• _TASK BRIEF_
Once the line with "habit.logs.insert(today - Duration::days(4));" is found in the entries below, repeat that line and every one after it exactly, ending at the last.

>>

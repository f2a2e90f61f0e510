//! Shared utilities for integration testing.

use std::fs;
use std::path::PathBuf;

use host_router::config::RouteConfig;

/// Route file used across tests.
#[allow(dead_code)]
pub const ROUTES_TOML: &str = r#"
[observability]
log_level = "warn"

[[routes]]
name = "api"
host = "api.example.com"
backend_group = "api"

[[routes]]
name = "sites"
host = "*.example.com"
backend_group = "web"

[[routes]]
name = "regional"
host = "www.example.*"
backend_group = "web"
"#;

/// A config file in the system temp dir, removed on drop.
#[allow(dead_code)]
pub struct TempConfig {
    pub path: PathBuf,
}

#[allow(dead_code)]
impl TempConfig {
    pub fn new(name: &str, content: &str) -> Self {
        let path = std::env::temp_dir().join(format!(
            "host-router-{}-{}.toml",
            std::process::id(),
            name
        ));
        fs::write(&path, content).unwrap();
        Self { path }
    }
}

impl Drop for TempConfig {
    fn drop(&mut self) {
        let _ = fs::remove_file(&self.path);
    }
}

/// A scratch directory in the system temp dir, removed on drop.
#[allow(dead_code)]
pub struct TempDir {
    pub path: PathBuf,
}

#[allow(dead_code)]
impl TempDir {
    pub fn new(name: &str) -> Self {
        let path = std::env::temp_dir().join(format!(
            "host-router-{}-{}",
            std::process::id(),
            name
        ));
        let _ = fs::remove_dir_all(&path);
        fs::create_dir_all(&path).unwrap();
        Self { path }
    }
}

impl Drop for TempDir {
    fn drop(&mut self) {
        let _ = fs::remove_dir_all(&self.path);
    }
}

/// A one-route file whose route is named `name`.
#[allow(dead_code)]
pub fn single_route_toml(name: &str) -> String {
    format!(
        r#"
[[routes]]
name = "{name}"
host = "{name}.example.com"
backend_group = "web"
"#
    )
}

#[allow(dead_code)]
pub fn route(name: &str, host: &str, group: &str) -> RouteConfig {
    RouteConfig {
        name: name.into(),
        host: host.into(),
        backend_group: group.into(),
    }
}
//! Structured logging.
//!
//! # Responsibilities
//! - Initialize logging subsystem
//! - Configure log level from environment or config
//!
//! # Design Decisions
//! - Uses tracing crate for structured logging
//! - `RUST_LOG` wins over the configured level

use tracing_subscriber::{layer::SubscriberExt, util::SubscriberInitExt, EnvFilter};

use crate::config::ObservabilityConfig;

/// Build the log filter: `RUST_LOG` if set, otherwise `log_level` from config.
pub fn env_filter(config: &ObservabilityConfig) -> EnvFilter {
    EnvFilter::try_from_default_env()
        .or_else(|_| EnvFilter::try_new(&config.log_level))
        .unwrap_or_else(|_| EnvFilter::new("info"))
}

/// Install the global tracing subscriber.
///
/// Returns an error if a global subscriber is already set.
pub fn init_logging(
    config: &ObservabilityConfig,
) -> Result<(), tracing_subscriber::util::TryInitError> {
    tracing_subscriber::registry()
        .with(env_filter(config))
        .with(tracing_subscriber::fmt::layer())
        .try_init()
}
use super::labels::split_labels;
use super::tree::{LabelTree, TreeError};

use proptest::prelude::*;
use std::collections::HashMap;

fn label_strategy() -> impl Strategy<Value = String> + Clone {
    // A tiny alphabet so generated hosts share suffixes and collide often.
    "[a-c]{1,2}"
}

fn host_strategy() -> impl Strategy<Value = String> + Clone {
    prop::collection::vec(label_strategy(), 1..=4).prop_map(|labels| labels.join("."))
}

/// Whether `host` names a node created by inserting `inserted`.
fn is_label_suffix(host: &str, inserted: &str) -> bool {
    inserted == host || inserted.ends_with(&format!(".{host}"))
}

proptest! {
    #![proptest_config(ProptestConfig {
        cases: 256,
        .. ProptestConfig::default()
    })]

    #[test]
    fn prop_round_trip(host in host_strategy(), context in any::<u32>()) {
        let mut tree = LabelTree::new();
        tree.add(&host, context).unwrap();
        prop_assert_eq!(tree.get(&host), Ok(Some(&context)));
    }

    #[test]
    fn prop_exact_hosts_match_model(
        inserts in prop::collection::vec((host_strategy(), any::<u32>()), 0..=32),
        queries in prop::collection::vec(host_strategy(), 0..=32),
    ) {
        let mut tree = LabelTree::new();
        let mut stored: HashMap<String, u32> = HashMap::new();

        for (host, context) in inserts {
            let occupied = stored.keys().any(|inserted| is_label_suffix(&host, inserted));
            let result = tree.add(&host, context);
            if occupied {
                prop_assert_eq!(result, Err(TreeError::AlreadyExists));
            } else {
                prop_assert_eq!(result, Ok(()));
                stored.insert(host, context);
            }
        }

        for host in stored.keys().cloned().chain(queries) {
            let expected = match stored.get(&host) {
                Some(context) => Ok(Some(context)),
                None if stored.keys().any(|inserted| is_label_suffix(&host, inserted)) => Ok(None),
                None => Err(TreeError::NotFound),
            };
            prop_assert_eq!(tree.get(&host), expected);
        }
    }

    #[test]
    fn prop_catch_all_matches_everything(host in host_strategy(), context in any::<u32>()) {
        let mut tree = LabelTree::new();
        tree.add("*", context).unwrap();
        prop_assert_eq!(tree.get(&host), Ok(Some(&context)));
    }

    #[test]
    fn prop_invalid_paths_are_rejected_without_mutation(
        labels in prop::collection::vec(prop_oneof![label_strategy(), Just(String::new())], 1..=4),
    ) {
        let path = labels.join(".");
        prop_assume!(split_labels(&path).is_err());

        let mut tree = LabelTree::new();
        prop_assert!(matches!(tree.add(&path, 1u32), Err(TreeError::InvalidArgument(_))));
        prop_assert!(matches!(tree.get(&path), Err(TreeError::InvalidArgument(_))));

        for label in labels.iter().filter(|label| !label.is_empty()) {
            prop_assert_eq!(tree.get(label), Err(TreeError::NotFound));
        }
    }
}
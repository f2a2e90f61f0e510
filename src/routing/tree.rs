//! Host label tree.
//!
//! # Responsibilities
//! - Store an opaque context per inserted dotted path
//! - Resolve a dotted path to its best matching context
//! - Support single-label wildcards (`*`) at any position
//!
//! # Design Decisions
//! - One node per label; each node owns its children by label
//! - Root is the broadest scope, depth grows with specificity
//! - Exact labels beat wildcards at the same level
//! - Nodes are never removed; insertion never overwrites
//! - Errors are plain values, the caller decides whether to log them
//!
//! # Wildcard aliasing
//! When a level already holds a `*` child and the label being inserted has
//! no exact sibling, insertion descends into the wildcard's subtree instead
//! of branching. A later, more specific path can therefore end up stored
//! under an earlier wildcard.

use std::collections::HashMap;

use thiserror::Error;

use crate::routing::labels::{traversal_labels, WILDCARD};

/// Errors returned by [`LabelTree`] operations.
#[derive(Debug, Clone, Copy, PartialEq, Eq, Error)]
pub enum TreeError {
    /// Empty path, empty label sequence, or an empty label.
    #[error("invalid argument: {0}")]
    InvalidArgument(&'static str),

    /// The terminal label of an insertion resolves to an existing node.
    #[error("item already exists")]
    AlreadyExists,

    /// No exact, wildcard or catch-all match.
    #[error("item not found")]
    NotFound,

    /// Lookup on a tree whose storage was never initialized.
    #[error("invalid data: tree is not initialized, use LabelTree::new()")]
    InvalidData,
}

/// A node-per-label tree mapping dotted paths to contexts.
///
/// `LabelTree::default()` leaves the child map uninitialized: [`add`]
/// initializes it on first use while [`get`] reports
/// [`TreeError::InvalidData`]. Use [`LabelTree::new`] for a ready tree.
///
/// [`add`]: LabelTree::add
/// [`get`]: LabelTree::get
#[derive(Debug, Clone)]
pub struct LabelTree<C> {
    context: Option<C>,
    nodes: Option<HashMap<String, LabelTree<C>>>,
}

impl<C> Default for LabelTree<C> {
    fn default() -> Self {
        Self {
            context: None,
            nodes: None,
        }
    }
}

impl<C> LabelTree<C> {
    /// Create an empty, initialized tree.
    pub fn new() -> Self {
        Self {
            context: None,
            nodes: Some(HashMap::new()),
        }
    }

    /// Whether the child storage has been initialized.
    pub fn is_initialized(&self) -> bool {
        self.nodes.is_some()
    }

    /// Context stored at this node, if a path terminates here.
    pub fn context(&self) -> Option<&C> {
        self.context.as_ref()
    }

    /// Register `path` (e.g. `www.example.com`, `*.example.com`) with `context`.
    pub fn add(&mut self, path: &str, context: C) -> Result<(), TreeError> {
        let labels = traversal_labels(path)?;
        self.add_labels(&labels, context)
    }

    /// Register an already reversed label sequence (`["com", "example", "www"]`).
    pub fn add_labels(&mut self, labels: &[&str], context: C) -> Result<(), TreeError> {
        if labels.is_empty() {
            return Err(TreeError::InvalidArgument("label sequence must not be empty"));
        }
        if labels.iter().any(|label| label.is_empty()) {
            return Err(TreeError::InvalidArgument("path must not contain an empty label"));
        }

        let mut node = self;
        let mut rest = labels;
        while let Some((label, tail)) = rest.split_first() {
            let children = node.nodes.get_or_insert_with(HashMap::new);

            let key = if children.contains_key(*label) {
                *label
            } else if children.contains_key(WILDCARD) {
                WILDCARD
            } else {
                // A new node has no children, so the rest of the path is new too.
                children.insert((*label).to_owned(), LabelTree::branch(tail, context));
                return Ok(());
            };

            if tail.is_empty() {
                return Err(TreeError::AlreadyExists);
            }

            node = match children.get_mut(key) {
                Some(child) => child,
                // `key` was just found in `children`.
                None => return Err(TreeError::NotFound),
            };

            rest = tail;
        }

        Ok(())
    }

    /// A fresh chain of nodes for `labels`, ending in `context`.
    fn branch(labels: &[&str], context: C) -> Self {
        labels.iter().rev().fold(
            Self {
                context: Some(context),
                nodes: Some(HashMap::new()),
            },
            |child, label| Self {
                context: None,
                nodes: Some(HashMap::from([((*label).to_owned(), child)])),
            },
        )
    }

    /// Resolve `path` to the best matching context.
    ///
    /// `Ok(None)` means the path matched a node that carries no context.
    pub fn get(&self, path: &str) -> Result<Option<&C>, TreeError> {
        if path.is_empty() {
            return Err(TreeError::InvalidArgument("path must not be empty"));
        }
        if !self.is_initialized() {
            return Err(TreeError::InvalidData);
        }

        let labels = traversal_labels(path)?;
        self.get_labels(&labels)
    }

    /// Resolve an already reversed label sequence.
    pub fn get_labels(&self, labels: &[&str]) -> Result<Option<&C>, TreeError> {
        if !self.is_initialized() {
            return Err(TreeError::InvalidData);
        }
        if labels.is_empty() {
            return Err(TreeError::InvalidArgument("label sequence must not be empty"));
        }
        if labels.iter().any(|label| label.is_empty()) {
            return Err(TreeError::InvalidArgument("path must not contain an empty label"));
        }

        let last = labels.len() - 1;
        let mut node = self;
        let mut via_wildcard = false;
        for (i, label) in labels.iter().enumerate() {
            let found = if let Some(child) = node.child(label) {
                via_wildcard = false;
                Some(child)
            } else if let Some(child) = node.child(WILDCARD) {
                via_wildcard = true;
                Some(child)
            } else {
                None
            };

            let Some(child) = found else {
                // Catch-all: the rest of the path falls under the wildcard we came through.
                if via_wildcard {
                    if let Some(context) = node.context.as_ref() {
                        return Ok(Some(context));
                    }
                }
                return Err(TreeError::NotFound);
            };

            if i == last {
                return Ok(child.context.as_ref());
            }

            node = child;
        }

        Err(TreeError::NotFound)
    }

    fn child(&self, label: &str) -> Option<&LabelTree<C>> {
        self.nodes.as_ref()?.get(label)
    }
}
//! Observability subsystem.
//!
//! # Data Flow
//! ```text
//! Router and config subsystems produce:
//!     → logging.rs (structured log events)
//!     → metrics.rs (counters, gauges)
//!
//! Consumers:
//!     → Log aggregation (stdout)
//!     → Metrics endpoint (Prometheus scrape)
//! ```
//!
//! # Design Decisions
//! - The label tree itself never logs; errors are values and the
//!   router logs where it handles them
//! - Metrics are cheap (atomic increments)

pub mod logging;
pub mod metrics;
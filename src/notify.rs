//! User-facing notifications.
//!
//! The store and the commands report outcomes through a `Notifier` rather
//! than printing directly, so tests can capture the messages.

/// Fire-and-forget sink for user-facing messages.
pub trait Notifier {
    fn notify(&self, message: &str);
}

/// Prints notifications to stdout, one per line.
#[derive(Debug, Default)]
pub struct Toast;

impl Notifier for Toast {
    fn notify(&self, message: &str) {
        println!("{}", message);
    }
}
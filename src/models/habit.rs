use chrono::{DateTime, NaiveDate, Utc};
use serde::{Deserialize, Serialize};
use std::collections::BTreeSet;
use uuid::Uuid;

/// Hard cap on how many days back a streak is counted.
const STREAK_CAP: u32 = 365;

/// A habit and the calendar days on which it was completed.
///
/// `logs` holds local-calendar day keys; a day appears at most once.
#[derive(Debug, Clone, PartialEq, Serialize, Deserialize)]
pub struct Habit {
    pub id: Uuid,
    pub title: String,
    pub created_at: DateTime<Utc>,
    pub logs: BTreeSet<NaiveDate>,
}

impl Habit {
    pub fn new(title: impl Into<String>) -> Self {
        Self {
            id: Uuid::new_v4(),
            title: title.into(),
            created_at: Utc::now(),
            logs: BTreeSet::new(),
        }
    }

    /// Whether the habit was completed on the given day.
    pub fn completed_on(&self, date: NaiveDate) -> bool {
        self.logs.contains(&date)
    }

    /// Flips completion for a day.
    ///
    /// Returns `true` when the day is logged after the call. Toggling the
    /// same day twice restores the original membership.
    pub fn toggle(&mut self, date: NaiveDate) -> bool {
        if self.logs.remove(&date) {
            false
        } else {
            self.logs.insert(date);
            true
        }
    }

    /// Number of consecutive completed days walking backward from `as_of`
    /// (inclusive), stopping at the first missing day. Capped at 365.
    pub fn streak(&self, as_of: NaiveDate) -> u32 {
        let mut streak = 0;
        let mut day = as_of;
        while streak < STREAK_CAP && self.logs.contains(&day) {
            streak += 1;
            match day.pred_opt() {
                Some(prev) => day = prev,
                None => break,
            }
        }
        streak
    }
}

#[cfg(test)]
mod tests {
    use super::*;
    use chrono::Duration;

    fn date(s: &str) -> NaiveDate {
        NaiveDate::parse_from_str(s, "%Y-%m-%d").unwrap()
    }

    #[test]
    fn test_habit_new() {
        let habit = Habit::new("Drink water");

        assert_eq!(habit.title, "Drink water");
        assert!(habit.logs.is_empty());
    }

    #[test]
    fn test_toggle_is_involution() {
        let mut habit = Habit::new("Stretch");
        let today = date("2026-08-06");

        assert!(habit.toggle(today));
        assert!(habit.completed_on(today));
        assert!(!habit.toggle(today));
        assert!(!habit.completed_on(today));
    }

    #[test]
    fn test_logs_reject_duplicate_days() {
        let mut habit = Habit::new("Read");
        let day = date("2026-08-01");

        habit.logs.insert(day);
        habit.logs.insert(day);
        assert_eq!(habit.logs.len(), 1);
    }

    #[test]
    fn test_streak_counts_consecutive_days() {
        let mut habit = Habit::new("Run");
        let today = date("2026-08-06");
        habit.logs.insert(today);
        habit.logs.insert(today - Duration::days(1));
        habit.logs.insert(today - Duration::days(2));
        // day-3 absent

        assert_eq!(habit.streak(today), 3);
    }

    #[test]
    fn test_streak_empty_logs_is_zero() {
        let habit = Habit::new("Run");
        assert_eq!(habit.streak(date("2026-08-06")), 0);
    }

    #[test]
    fn test_streak_broken_by_missing_today() {
        let mut habit = Habit::new("Run");
        let today = date("2026-08-06");
        habit.logs.insert(today - Duration::days(1));
        habit.logs.insert(today - Duration::days(2));

        assert_eq!(habit.streak(today), 0);
    }

    #[test]
    fn test_streak_ignores_gap_in_history() {
        let mut habit = Habit::new("Run");
        let today = date("2026-08-06");
        habit.logs.insert(today);
        habit.logs.insert(today - Duration::days(1));
        // day-2 missing, older run should not count
        habit.logs.insert(today - Duration::days(3));
        habit.logs.insert(today - Duration::days(4));

        assert_eq!(habit.streak(today), 2);
    }

    #[test]
    fn test_streak_caps_at_365_days() {
        let mut habit = Habit::new("Run");
        let today = date("2026-08-06");
        for n in 0..400 {
            habit.logs.insert(today - Duration::days(n));
        }

        assert_eq!(habit.streak(today), 365);
    }

    #[test]
    fn test_habit_json_roundtrip() {
        let mut habit = Habit::new("Drink water");
        habit.logs.insert(date("2026-08-05"));
        habit.logs.insert(date("2026-08-06"));

        let json = serde_json::to_string(&habit).unwrap();
        let parsed: Habit = serde_json::from_str(&json).unwrap();

        assert_eq!(parsed, habit);
    }

    #[test]
    fn test_day_keys_serialize_as_dates() {
        let mut habit = Habit::new("Drink water");
        habit.logs.insert(date("2026-08-06"));

        let json = serde_json::to_string(&habit).unwrap();
        assert!(json.contains("\"2026-08-06\""));
    }
}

<<

• _ANSWER TO THIS TASK_
        habit.logs.insert(today - Duration::days(4));

        assert_eq!(habit.streak(today), 2);
    }

    #[test]
    fn test_streak_caps_at_365_days() {
        let mut habit = Habit::new("Run");
        let today = date("2026-08-06");
        for n in 0..400 {
            habit.logs.insert(today - Duration::days(n));
        }

        assert_eq!(habit.streak(today), 365);
    }

    #[test]
    fn test_habit_json_roundtrip() {
        let mut habit = Habit::new("Drink water");
        habit.logs.insert(date("2026-08-05"));
        habit.logs.insert(date("2026-08-06"));

        let json = serde_json::to_string(&habit).unwrap();
        let parsed: Habit = serde_json::from_str(&json).unwrap();

        assert_eq!(parsed, habit);
    }

    #[test]
    fn test_day_keys_serialize_as_dates() {
        let mut habit = Habit::new("Drink water");
        habit.logs.insert(date("2026-08-06"));

        let json = serde_json::to_string(&habit).unwrap();
        assert!(json.contains("\"2026-08-06\""));
    }
}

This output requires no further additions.